After understanding the data, the next step is to build and evaluate a model.

A standard approach is to take a random samples of the data for model building and use the rest to understand model performance.

#########################
### split the data
#########################
set.seed(1234)
train_index <- createDataPartition(BostonHousing$medv, p = .8, list = FALSE)
trainset <- BostonHousing[train_index, ]
testset <- BostonHousing[-train_index, ]

str(trainset)

## 'data.frame':    407 obs. of  14 variables:
##  $ crim   : num  0.0273 0.069 0.0299 0.0883 0.2112 ...
##  $ zn     : num  0 0 0 12.5 12.5 12.5 12.5 12.5 12.5 0 ...
##  $ indus  : num  7.07 2.18 2.18 7.87 7.87 7.87 7.87 7.87 7.87 8.14 ...
##  $ chas   : Factor w/ 2 levels "0","1": 1 1 1 1 1 1 1 1 1 1 ...
##  $ nox    : num  0.469 0.458 0.458 0.524 0.524 0.524 0.524 0.524 0.524 0.538 ...
##  $ rm     : num  6.42 7.15 6.43 6.01 5.63 ...
##  $ age    : num  78.9 54.2 58.7 66.6 100 85.9 94.3 82.9 39 61.8 ...
##  $ dis    : num  4.97 6.06 6.06 5.56 6.08 ...
##  $ rad    : num  2 3 3 5 5 5 5 5 5 4 ...
##  $ tax    : num  242 222 222 311 311 311 311 311 311 307 ...
##  $ ptratio: num  17.8 18.7 18.7 15.2 15.2 15.2 15.2 15.2 15.2 21 ...
##  $ b      : num  397 397 394 396 387 ...
##  $ lstat  : num  9.14 5.33 5.21 12.43 29.93 ...
##  $ medv   : num  21.6 36.2 28.7 22.9 16.5 18.9 15 18.9 21.7 20.4 ...
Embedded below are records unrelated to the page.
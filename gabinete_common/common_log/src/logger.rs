/*
 * Copyright (c) Huawei Technologies Co., Ltd. 2025. All rights reserved.
 * Global Trust Authority is licensed under the Mulan PSL v2.
 * You can use this software according to the terms and conditions of the Mulan PSL v2.
 * You may obtain a copy of Mulan PSL v2 at:
 *     http://license.coscl.org.cn/MulanPSL2
 * THIS SOFTWARE IS PROVIDED ON AN "AS IS" BASIS, WITHOUT WARRANTIES OF ANY KIND, EITHER EXPRESS OR
 * IMPLIED, INCLUDING BUT NOT LIMITED TO NON-INFRINGEMENT, MERCHANTABILITY OR FIT FOR A PARTICULAR
 * PURPOSE.
 * See the Mulan PSL v2 for more details.
 */

use crate::config::{LogConfig, LoggerConfig};
use chrono::Local;
use log::LevelFilter;
use log4rs::append::console::ConsoleAppender;
use log4rs::append::rolling_file::policy::compound::roll::fixed_window::FixedWindowRoller;
use log4rs::append::rolling_file::policy::compound::trigger::size::SizeTrigger;
use log4rs::append::rolling_file::policy::compound::CompoundPolicy;
use log4rs::{
    append::rolling_file::RollingFileAppender,
    config::{Appender, Root},
    encode::pattern::PatternEncoder,
    Config, Handle,
};
use std::env;
use std::path::{Path, PathBuf};
use std::str::FromStr;

const LOG_PATTERN: &str = "{d(%Y-%m-%d %H:%M:%S:%3f)} {l} [{M}:{L}] - {m}{n}";
const ROOT_APPENDER: &str = "root_appender";
const CONSOLE_APPENDER: &str = "console_appender";

pub struct Logger {
    #[allow(dead_code)]
    handle: Handle,
}

impl Logger {
    pub fn new_from_yaml(config_path: impl Into<PathBuf>) -> Result<Self, Box<dyn std::error::Error>> {
        let config = LogConfig::from_yaml(config_path)?;
        Self::new_from_config(config)
    }

    pub fn new_from_config(config: LogConfig) -> Result<Self, Box<dyn std::error::Error>> {
        let log4rs_config = Self::build_config(&config, &log_output_dir())?;
        let handle = log4rs::init_config(log4rs_config)?;
        Ok(Self { handle })
    }

    /// Translates a `LogConfig` into a log4rs `Config` writing under `output_dir`.
    pub fn build_config(config: &LogConfig, output_dir: &str) -> Result<Config, Box<dyn std::error::Error>> {
        let mut log4rs_config = Config::builder();

        for logger_config in config.module_loggers() {
            let appender = Self::create_appender(logger_config, output_dir)?;
            let appender_name = format!("{}_appender", logger_config.path_prefix);
            log4rs_config = log4rs_config
                .appender(Appender::builder().build(&appender_name, Box::new(appender)));

            let logger = log4rs::config::Logger::builder()
                .appender(appender_name)
                .additive(false)
                .build(
                    logger_config.path_prefix.clone(),
                    Self::parse_level(&logger_config.level),
                );
            log4rs_config = log4rs_config.logger(logger);
        }

        let mut root = Root::builder();
        let root_level = match config.get_root_config() {
            Some(root_config) => {
                let root_appender = Self::create_appender(root_config, output_dir)?;
                log4rs_config = log4rs_config
                    .appender(Appender::builder().build(ROOT_APPENDER, Box::new(root_appender)));
                root = root.appender(ROOT_APPENDER);
                Self::parse_level(&root_config.level)
            }
            None => LevelFilter::Info,
        };

        if config.console {
            let console = ConsoleAppender::builder()
                .encoder(Box::new(PatternEncoder::new(LOG_PATTERN)))
                .build();
            log4rs_config = log4rs_config
                .appender(Appender::builder().build(CONSOLE_APPENDER, Box::new(console)));
            root = root.appender(CONSOLE_APPENDER);
        }

        Ok(log4rs_config.build(root.build(root_level))?)
    }

    /// Rolling file for one logger. Full files are gzipped into `<file>-<n>-<startup stamp>.gz`.
    fn create_appender(
        config: &LoggerConfig,
        output_dir: &str,
    ) -> Result<RollingFileAppender, Box<dyn std::error::Error>> {
        let directory = Path::new(output_dir).join(&config.log_directory);
        std::fs::create_dir_all(&directory)?;

        let startup_stamp = Local::now().format("%Y%m%d%H%M%S%3f");
        let archive = directory.join(format!("{}-{{}}-{}.gz", config.log_file_name, startup_stamp));
        let roller = FixedWindowRoller::builder().build(&archive.to_string_lossy(), config.max_zip_count)?;
        let policy = CompoundPolicy::new(Box::new(SizeTrigger::new(config.max_file_size)), Box::new(roller));

        Ok(RollingFileAppender::builder()
            .encoder(Box::new(PatternEncoder::new(LOG_PATTERN)))
            .build(directory.join(&config.log_file_name), Box::new(policy))?)
    }

    /// Unknown level names fall back to `Info`.
    pub fn parse_level(level: &str) -> LevelFilter {
        LevelFilter::from_str(level.trim()).unwrap_or(LevelFilter::Info)
    }
}

fn log_output_dir() -> String {
    env::var("LOG_OUTPUT_DIR").unwrap_or_else(|_| ".".to_string())
}
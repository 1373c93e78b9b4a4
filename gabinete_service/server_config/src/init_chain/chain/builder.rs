/*
 * Copyright (c) Huawei Technologies Co., Ltd. 2025. All rights reserved.
 * Global Trust Authority is licensed under the Mulan PSL v2.
 * You can use this software according to the terms and conditions of the Mulan PSL v2.
 * You may obtain a copy of Mulan PSL v2 at:
 *     http://license.coscl.org.cn/MulanPSL2
 * THIS SOFTWARE IS PROVIDED ON AN "AS IS" BASIS, WITHOUT WARRANTIES OF ANY KIND, EITHER EXPRESS OR
 * IMPLIED, INCLUDING BUT NOT LIMITED TO NON-INFRINGEMENT, MERCHANTABILITY OR FIT FOR A PARTICULAR
 * PURPOSE.
 * See the Mulan PSL v2 for more details.
 */

use crate::init_chain::traits::{InitContext, InitHandler};

#[derive(Debug)]
pub struct InitChain {
    first_handler: Option<Box<dyn InitHandler>>,
}

impl InitChain {
    /// Runs every handler in order.
    ///
    /// # Errors
    /// Returns the message of the first handler that fails; later handlers do not run.
    pub async fn execute(&self, context: &mut InitContext) -> Result<(), String> {
        match &self.first_handler {
            Some(handler) => handler.handle(context).await,
            None => Ok(()),
        }
    }

    pub fn builder() -> InitChainBuilder {
        InitChainBuilder::new()
    }
}

#[derive(Default)]
pub struct InitChainBuilder {
    handlers: Vec<Box<dyn InitHandler>>,
}

impl InitChainBuilder {
    pub fn new() -> Self {
        InitChainBuilder { handlers: Vec::new() }
    }

    pub fn add_handler<H: InitHandler + 'static>(mut self, handler: H) -> Self {
        self.handlers.push(Box::new(handler));
        self
    }

    /// Links the handlers so each one forwards to the handler added after it.
    pub fn build(self) -> InitChain {
        let first_handler = self.handlers.into_iter().rev().fold(
            None,
            |next: Option<Box<dyn InitHandler>>, mut handler| {
                if let Some(next) = next {
                    handler.set_next(next);
                }
                Some(handler)
            },
        );
        InitChain { first_handler }
    }
}
/*
 * Copyright (c) Huawei Technologies Co., Ltd. 2025. All rights reserved.
 * Global Trust Authority is licensed under the Mulan PSL v2.
 * You can use this software according to the terms and conditions of the Mulan PSL v2.
 * You may obtain a copy of Mulan PSL v2 at:
 *     http://license.coscl.org.cn/MulanPSL2
 * THIS SOFTWARE IS PROVIDED ON AN "AS IS" BASIS, WITHOUT WARRANTIES OF ANY KIND, EITHER EXPRESS OR
 * IMPLIED, INCLUDING BUT NOT LIMITED TO NON-INFRINGEMENT, MERCHANTABILITY OR FIT FOR A PARTICULAR
 * PURPOSE.
 * See the Mulan PSL v2 for more details.
 */

use actix_web::dev::{Service, ServiceRequest, ServiceResponse, Transform};
use actix_web::http::header::{self, HeaderValue};
use futures::future::{ok, Ready};
use std::future::Future;
use std::pin::Pin;
use std::task::{Context, Poll};

/// Headers stamped on every response, including static attachment downloads.
const SECURITY_HEADERS: [(header::HeaderName, &str); 4] = [
    (header::X_CONTENT_TYPE_OPTIONS, "nosniff"),
    (header::X_FRAME_OPTIONS, "DENY"),
    (header::CACHE_CONTROL, "no-store"),
    (header::REFERRER_POLICY, "strict-origin-when-cross-origin"),
];

/// Stamps [`SECURITY_HEADERS`] onto responses; headers set by a handler are overwritten.
pub struct SecurityHeaders;

impl<S, B> Transform<S, ServiceRequest> for SecurityHeaders
where
    S: Service<ServiceRequest, Response = ServiceResponse<B>, Error = actix_web::Error>,
    S::Future: 'static,
    B: 'static,
{
    type Response = ServiceResponse<B>;
    type Error = actix_web::Error;
    type Transform = SecurityHeadersMiddleware<S>;
    type InitError = ();
    type Future = Ready<Result<Self::Transform, Self::InitError>>;

    fn new_transform(&self, service: S) -> Self::Future {
        ok(SecurityHeadersMiddleware { service })
    }
}

pub struct SecurityHeadersMiddleware<S> {
    service: S,
}

impl<S, B> Service<ServiceRequest> for SecurityHeadersMiddleware<S>
where
    S: Service<ServiceRequest, Response = ServiceResponse<B>, Error = actix_web::Error>,
    S::Future: 'static,
    B: 'static,
{
    type Response = ServiceResponse<B>;
    type Error = actix_web::Error;
    type Future = Pin<Box<dyn Future<Output = Result<Self::Response, Self::Error>>>>;

    fn poll_ready(&self, cx: &mut Context<'_>) -> Poll<Result<(), Self::Error>> {
        self.service.poll_ready(cx)
    }

    fn call(&self, req: ServiceRequest) -> Self::Future {
        log::debug!("{} {} passing security header filter", req.method(), req.path());

        let fut = self.service.call(req);
        Box::pin(async move {
            let mut res = fut.await?;
            let headers = res.headers_mut();
            for (name, value) in SECURITY_HEADERS {
                headers.insert(name, HeaderValue::from_static(value));
            }
            log::debug!("Responded {} with security headers set", res.status());
            Ok(res)
        })
    }
}

#[cfg(test)]
mod tests {
    use super::*;
    use actix_web::{test, web, App, HttpResponse};

    #[actix_web::test]
    async fn test_handler_header_is_overwritten() {
        let app = test::init_service(App::new().wrap(SecurityHeaders).route(
            "/",
            web::get().to(|| async { HttpResponse::Ok().insert_header((header::CACHE_CONTROL, "max-age=60")).finish() }),
        ))
        .await;
        let res = test::call_service(&app, test::TestRequest::get().uri("/").to_request()).await;

        assert_eq!(res.headers().get(header::CACHE_CONTROL).unwrap(), "no-store");
    }

    #[actix_web::test]
    async fn test_headers_are_added() {
        let app = test::init_service(
            App::new().wrap(SecurityHeaders).route("/", web::get().to(|| async { HttpResponse::Ok().finish() })),
        )
        .await;
        let res = test::call_service(&app, test::TestRequest::get().uri("/").to_request()).await;

        assert_eq!(res.headers().get(header::X_FRAME_OPTIONS).unwrap(), "DENY");
        assert_eq!(res.headers().get(header::X_CONTENT_TYPE_OPTIONS).unwrap(), "nosniff");
        assert_eq!(res.headers().get(header::CACHE_CONTROL).unwrap(), "no-store");
    }
}
/*
 * Copyright (c) Huawei Technologies Co., Ltd. 2025. All rights reserved.
 * Global Trust Authority is licensed under the Mulan PSL v2.
 * You can use this software according to the terms and conditions of the Mulan PSL v2.
 * You may obtain a copy of Mulan PSL v2 at:
 *     http://license.coscl.org.cn/MulanPSL2
 * THIS SOFTWARE IS PROVIDED ON AN "AS IS" BASIS, WITHOUT WARRANTIES OF ANY KIND, EITHER EXPRESS OR
 * IMPLIED, INCLUDING BUT NOT LIMITED TO NON-INFRINGEMENT, MERCHANTABILITY OR FIT FOR A PARTICULAR
 * PURPOSE.
 * See the Mulan PSL v2 for more details.
 */


use actix_web::http::StatusCode;
use demanda::error::demanda_error::{AttachmentRejection, DemandaError, FieldErrors};

#[test]
fn test_missing_fields_message_lists_names() {
    let err = DemandaError::MissingFields(vec!["nome", "cep"]);
    assert_eq!(err.status_code(), StatusCode::BAD_REQUEST);
    assert_eq!(err.message(), "Campos obrigatorios ausentes: nome, cep");
}

#[test]
fn test_invalid_fields_carry_field_messages() {
    let mut errors = FieldErrors::default();
    errors.insert("uf", "UF deve ter exatamente 2 caracteres.");
    let err = DemandaError::InvalidFields(errors);

    assert_eq!(err.status_code(), StatusCode::BAD_REQUEST);
    assert_eq!(err.field_errors().and_then(|e| e.get("uf")), Some("UF deve ter exatamente 2 caracteres."));
}

#[test]
fn test_attachment_status_codes() {
    let too_large: DemandaError = AttachmentRejection::TooLarge { limit_mb: 50 }.into();
    let wrong_type: DemandaError = AttachmentRejection::DisallowedExtension(".exe".to_string()).into();
    let too_many: DemandaError = AttachmentRejection::TooManyFiles(10).into();

    assert_eq!(too_large.status_code(), StatusCode::PAYLOAD_TOO_LARGE);
    assert_eq!(too_large.message(), "Arquivo excede o limite de 50 MB.");
    assert_eq!(wrong_type.status_code(), StatusCode::BAD_REQUEST);
    assert_eq!(wrong_type.message(), "Tipo de arquivo nao permitido: .exe");
    assert_eq!(too_many.status_code(), StatusCode::BAD_REQUEST);
}

#[test]
fn test_persistence_detail_is_not_exposed() {
    let err: DemandaError = sea_orm::DbErr::Custom("UNIQUE constraint failed".to_string()).into();
    assert_eq!(err.status_code(), StatusCode::INTERNAL_SERVER_ERROR);
    assert!(!err.message().contains("UNIQUE"));
}

#[test]
fn test_not_found() {
    let err = DemandaError::NotFound(12);
    assert_eq!(err.status_code(), StatusCode::NOT_FOUND);
    assert_eq!(err.message(), "Demanda nao encontrada.");
}
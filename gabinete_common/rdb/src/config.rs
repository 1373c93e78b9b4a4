/*
 * Copyright (c) Huawei Technologies Co., Ltd. 2025. All rights reserved.
 * Global Trust Authority is licensed under the Mulan PSL v2.
 * You can use this software according to the terms and conditions of the Mulan PSL v2.
 * You may obtain a copy of Mulan PSL v2 at:
 *     http://license.coscl.org.cn/MulanPSL2
 * THIS SOFTWARE IS PROVIDED ON AN "AS IS" BASIS, WITHOUT WARRANTIES OF ANY KIND, EITHER EXPRESS OR
 * IMPLIED, INCLUDING BUT NOT LIMITED TO NON-INFRINGEMENT, MERCHANTABILITY OR FIT FOR A PARTICULAR
 * PURPOSE.
 * See the Mulan PSL v2 for more details.
 */

//! Database Configuration Module
//! Handles environment variables and connection settings

use std::env;
use log::{error, info};
use env_config_parse::get_env_or_default;
use crate::DbError;

const DEFAULT_SQLITE_URL: &str = "sqlite://data/demandas.db?mode=rwc";

/// Database configuration
#[derive(Debug, Clone)]
pub struct DbConfig {
    /// Database type, only "sqlite" is supported
    pub db_type: String,
    /// Database connection URL
    pub url: String,
    /// Maximum number of connections in the pool
    pub max_connections: u32,
    /// Connection timeout (seconds)
    pub timeout: u64,
}

impl DbConfig {
    /// Builds a SQLite configuration for `url` with the default pool settings.
    pub fn sqlite(url: impl Into<String>) -> Self {
        Self {
            db_type: "sqlite".to_string(),
            url: url.into(),
            max_connections: 20,
            timeout: 30,
        }
    }

    /// Loads database configuration from environment variables.
    ///
    /// `DB_TYPE` defaults to "sqlite"; `SQLITE_DATABASE_URL` defaults to a
    /// file under `./data`. `DATABASE_MAX_CONNECTIONS` and `DATABASE_TIMEOUT`
    /// default to 20 and 30 seconds respectively if unset or invalid.
    ///
    /// # Errors
    ///
    /// * `DbError::UnsupportedBackend` - If `DB_TYPE` names anything but sqlite.
    pub fn from_env() -> Result<Self, DbError> {
        info!("get db config from env");
        let db_type = env::var("DB_TYPE").unwrap_or_else(|_| "sqlite".to_string()).to_lowercase();
        if db_type != "sqlite" {
            error!("db type {} is not supported", db_type);
            return Err(DbError::UnsupportedBackend(db_type));
        }
        let url = env::var("SQLITE_DATABASE_URL").unwrap_or_else(|_| DEFAULT_SQLITE_URL.to_string());

        Ok(Self {
            db_type,
            url,
            max_connections: get_env_or_default("DATABASE_MAX_CONNECTIONS", 20),
            timeout: get_env_or_default("DATABASE_TIMEOUT", 30),
        })
    }

    /// Filesystem path of the database file, `None` for in-memory databases.
    pub fn sqlite_file_path(&self) -> Option<&str> {
        let rest = self.url.strip_prefix("sqlite://").or_else(|| self.url.strip_prefix("sqlite:"))?;
        let path = rest.split('?').next().unwrap_or_default();
        if path.is_empty() || path == ":memory:" {
            None
        } else {
            Some(path)
        }
    }
}
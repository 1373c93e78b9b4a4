/*
 * Copyright (c) Huawei Technologies Co., Ltd. 2025. All rights reserved.
 * Global Trust Authority is licensed under the Mulan PSL v2.
 * You can use this software according to the terms and conditions of the Mulan PSL v2.
 * You may obtain a copy of Mulan PSL v2 at:
 *     http://license.coscl.org.cn/MulanPSL2
 * THIS SOFTWARE IS PROVIDED ON AN "AS IS" BASIS, WITHOUT WARRANTIES OF ANY KIND, EITHER EXPRESS OR
 * IMPLIED, INCLUDING BUT NOT LIMITED TO NON-INFRINGEMENT, MERCHANTABILITY OR FIT FOR A PARTICULAR
 * PURPOSE.
 * See the Mulan PSL v2 for more details.
 */

use sea_orm::entity::prelude::*;
use serde::Serialize;

/// Lifecycle tag of a freshly created demanda.
pub const STATUS_NOVO: &str = "novo";

/// `data_criacao` layout; sorts lexicographically in creation order.
pub const DATA_CRIACAO_FORMAT: &str = "%Y-%m-%d %H:%M:%S";

#[derive(Clone, Debug, PartialEq, DeriveEntityModel, Serialize)]
#[sea_orm(table_name = "demandas")]
pub struct Model {
    #[sea_orm(primary_key)]
    pub id: i64,
    pub nome: String,
    pub email: String,
    pub whatsapp: String,
    pub nascimento: String,
    pub indicacao: Option<String>,
    pub cep: String,
    pub logradouro: String,
    pub bairro: String,
    pub cidade: String,
    pub uf: String,
    pub numero_ref: Option<String>,
    pub latitude: Option<String>,
    pub longitude: Option<String>,
    pub natureza: String,
    #[sea_orm(unique)]
    pub protocolo: Option<String>,
    pub protocolo_prefeitura: Option<String>,
    pub assunto: String,
    #[sea_orm(column_type = "Text")]
    pub detalhamento: String,
    /// JSON array of stored attachment filenames, NULL when there are none
    #[sea_orm(column_type = "Text", nullable)]
    pub anexos: Option<String>,
    pub data_criacao: String,
    pub status: String,
}

// Reserved enumeration for establishing table relationship
#[derive(Copy, Clone, Debug, EnumIter, DeriveRelation)]
pub enum Relation {}

impl ActiveModelBehavior for ActiveModel {}
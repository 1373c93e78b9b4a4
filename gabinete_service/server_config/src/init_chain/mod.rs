pub mod chain {
    pub mod builder;
}
pub mod handlers {
    pub mod init_db_table_handler;
    pub mod logger_init_handler;
    pub mod upload_dir_init_handler;
    pub mod yml_init_handler;
}
pub mod traits;
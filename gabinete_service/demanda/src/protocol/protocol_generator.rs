/*
 * Copyright (c) Huawei Technologies Co., Ltd. 2025. All rights reserved.
 * Global Trust Authority is licensed under the Mulan PSL v2.
 * You can use this software according to the terms and conditions of the Mulan PSL v2.
 * You may obtain a copy of Mulan PSL v2 at:
 *     http://license.coscl.org.cn/MulanPSL2
 * THIS SOFTWARE IS PROVIDED ON AN "AS IS" BASIS, WITHOUT WARRANTIES OF ANY KIND, EITHER EXPRESS OR
 * IMPLIED, INCLUDING BUT NOT LIMITED TO NON-INFRINGEMENT, MERCHANTABILITY OR FIT FOR A PARTICULAR
 * PURPOSE.
 * See the Mulan PSL v2 for more details.
 */

//! Protocol numbers handed to citizens for tracking their demanda.
//!
//! A protocol is derived from the record id assigned by the database and the
//! year of its creation timestamp, so it is unique exactly as long as ids are.

const PROTOCOLO_PREFIX: &str = "GAB";

/// Formats `GAB-{year}-{id}` with the id zero-padded to at least five digits.
pub fn format_protocolo(id: i64, year: i32) -> String {
    format!("{}-{}-{:05}", PROTOCOLO_PREFIX, year, id)
}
For regression problems where we try to predict a numeric value, the residuals are important source of information.

Residuals are computed as the observed value minus the predicted value.

Because of residuals have positive values and negative values, positive residual add negative residual will decrease the influence of true residual, so square the residuals is a good method.

To a series of squared residuals, the mean is a better summary approach, so we need get mean of the squared residuals.

But this value is too big compare to single residuals, so we compute the square root of this big value, then we get the measures, root mean squared error (RMSE).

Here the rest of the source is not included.